§ Dataset entries:
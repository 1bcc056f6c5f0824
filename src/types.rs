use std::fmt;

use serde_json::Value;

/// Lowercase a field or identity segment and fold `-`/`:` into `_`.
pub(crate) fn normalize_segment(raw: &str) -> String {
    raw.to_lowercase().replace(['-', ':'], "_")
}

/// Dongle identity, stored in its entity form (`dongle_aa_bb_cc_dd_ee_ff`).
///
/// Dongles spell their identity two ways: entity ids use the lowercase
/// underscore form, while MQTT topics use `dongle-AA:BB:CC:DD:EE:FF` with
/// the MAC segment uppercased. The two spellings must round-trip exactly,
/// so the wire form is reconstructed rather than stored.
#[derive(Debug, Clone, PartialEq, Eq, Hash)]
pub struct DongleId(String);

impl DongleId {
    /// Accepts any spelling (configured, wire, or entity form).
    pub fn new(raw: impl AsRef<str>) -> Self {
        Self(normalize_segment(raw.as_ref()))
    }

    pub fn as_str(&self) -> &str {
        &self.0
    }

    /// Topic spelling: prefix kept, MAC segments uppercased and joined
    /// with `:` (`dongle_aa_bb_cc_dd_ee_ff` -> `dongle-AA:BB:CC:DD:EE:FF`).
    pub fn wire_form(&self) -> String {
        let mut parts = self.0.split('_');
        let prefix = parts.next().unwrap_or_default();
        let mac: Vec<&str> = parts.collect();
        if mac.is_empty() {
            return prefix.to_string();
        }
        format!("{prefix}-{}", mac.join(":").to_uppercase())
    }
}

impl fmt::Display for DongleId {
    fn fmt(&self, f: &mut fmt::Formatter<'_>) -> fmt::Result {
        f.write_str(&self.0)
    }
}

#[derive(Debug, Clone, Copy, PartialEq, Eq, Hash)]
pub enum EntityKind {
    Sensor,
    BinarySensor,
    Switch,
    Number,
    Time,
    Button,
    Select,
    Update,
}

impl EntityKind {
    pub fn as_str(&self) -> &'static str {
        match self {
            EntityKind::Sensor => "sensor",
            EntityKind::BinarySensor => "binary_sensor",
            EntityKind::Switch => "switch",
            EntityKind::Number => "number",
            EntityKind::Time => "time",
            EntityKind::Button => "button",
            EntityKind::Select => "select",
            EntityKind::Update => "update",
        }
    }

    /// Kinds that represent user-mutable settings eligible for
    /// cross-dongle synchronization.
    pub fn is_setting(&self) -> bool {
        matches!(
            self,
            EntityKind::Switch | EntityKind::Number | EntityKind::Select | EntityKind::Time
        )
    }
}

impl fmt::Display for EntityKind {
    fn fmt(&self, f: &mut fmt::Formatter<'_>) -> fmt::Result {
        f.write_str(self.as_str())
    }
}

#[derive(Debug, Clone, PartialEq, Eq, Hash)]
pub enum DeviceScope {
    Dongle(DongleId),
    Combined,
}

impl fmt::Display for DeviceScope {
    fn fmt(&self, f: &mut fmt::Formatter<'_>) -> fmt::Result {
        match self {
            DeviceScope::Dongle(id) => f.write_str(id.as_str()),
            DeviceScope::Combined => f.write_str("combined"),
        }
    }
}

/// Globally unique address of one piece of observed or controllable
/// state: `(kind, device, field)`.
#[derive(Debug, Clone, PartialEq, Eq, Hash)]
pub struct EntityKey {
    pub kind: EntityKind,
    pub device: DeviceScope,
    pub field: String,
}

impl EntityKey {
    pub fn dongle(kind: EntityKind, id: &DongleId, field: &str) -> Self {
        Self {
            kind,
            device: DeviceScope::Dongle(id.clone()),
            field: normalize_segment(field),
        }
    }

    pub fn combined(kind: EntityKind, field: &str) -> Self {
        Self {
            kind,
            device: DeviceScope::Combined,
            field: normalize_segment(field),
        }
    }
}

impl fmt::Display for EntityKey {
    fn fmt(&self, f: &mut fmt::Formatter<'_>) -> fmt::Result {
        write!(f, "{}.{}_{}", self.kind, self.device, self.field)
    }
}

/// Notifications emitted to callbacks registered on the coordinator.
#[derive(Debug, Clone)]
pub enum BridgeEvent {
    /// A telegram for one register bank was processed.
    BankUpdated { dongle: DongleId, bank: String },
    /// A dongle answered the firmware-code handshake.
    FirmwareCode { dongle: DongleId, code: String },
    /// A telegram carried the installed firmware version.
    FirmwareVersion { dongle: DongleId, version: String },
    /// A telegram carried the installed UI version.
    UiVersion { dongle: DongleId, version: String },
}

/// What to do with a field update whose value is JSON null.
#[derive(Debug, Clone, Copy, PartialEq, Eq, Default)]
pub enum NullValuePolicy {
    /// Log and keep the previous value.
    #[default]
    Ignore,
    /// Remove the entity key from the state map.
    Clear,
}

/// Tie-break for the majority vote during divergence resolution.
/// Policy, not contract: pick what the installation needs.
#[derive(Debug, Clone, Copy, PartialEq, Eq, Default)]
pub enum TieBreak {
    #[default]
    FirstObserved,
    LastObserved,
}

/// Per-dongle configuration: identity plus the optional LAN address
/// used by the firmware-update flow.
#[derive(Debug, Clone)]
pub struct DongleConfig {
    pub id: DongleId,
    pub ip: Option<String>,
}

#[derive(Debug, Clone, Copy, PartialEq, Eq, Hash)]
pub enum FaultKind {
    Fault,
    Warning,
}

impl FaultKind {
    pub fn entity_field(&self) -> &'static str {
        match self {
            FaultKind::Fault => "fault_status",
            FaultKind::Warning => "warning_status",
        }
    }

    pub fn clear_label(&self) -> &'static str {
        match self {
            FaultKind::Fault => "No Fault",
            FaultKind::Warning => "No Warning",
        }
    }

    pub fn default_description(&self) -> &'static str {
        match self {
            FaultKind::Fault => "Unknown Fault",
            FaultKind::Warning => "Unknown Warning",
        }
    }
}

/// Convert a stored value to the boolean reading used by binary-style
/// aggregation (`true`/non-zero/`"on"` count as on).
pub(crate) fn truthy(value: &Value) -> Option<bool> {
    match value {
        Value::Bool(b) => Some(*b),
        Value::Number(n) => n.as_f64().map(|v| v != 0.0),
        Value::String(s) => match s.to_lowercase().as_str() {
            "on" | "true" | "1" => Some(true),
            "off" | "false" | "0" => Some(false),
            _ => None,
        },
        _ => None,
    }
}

§ What you will do:
In the listing above, locate each line with "enum" and copy it.

§ Expected answer:
pub enum EntityKind {
pub enum DeviceScope {
pub enum BridgeEvent {
pub enum NullValuePolicy {
pub enum TieBreak {
pub enum FaultKind {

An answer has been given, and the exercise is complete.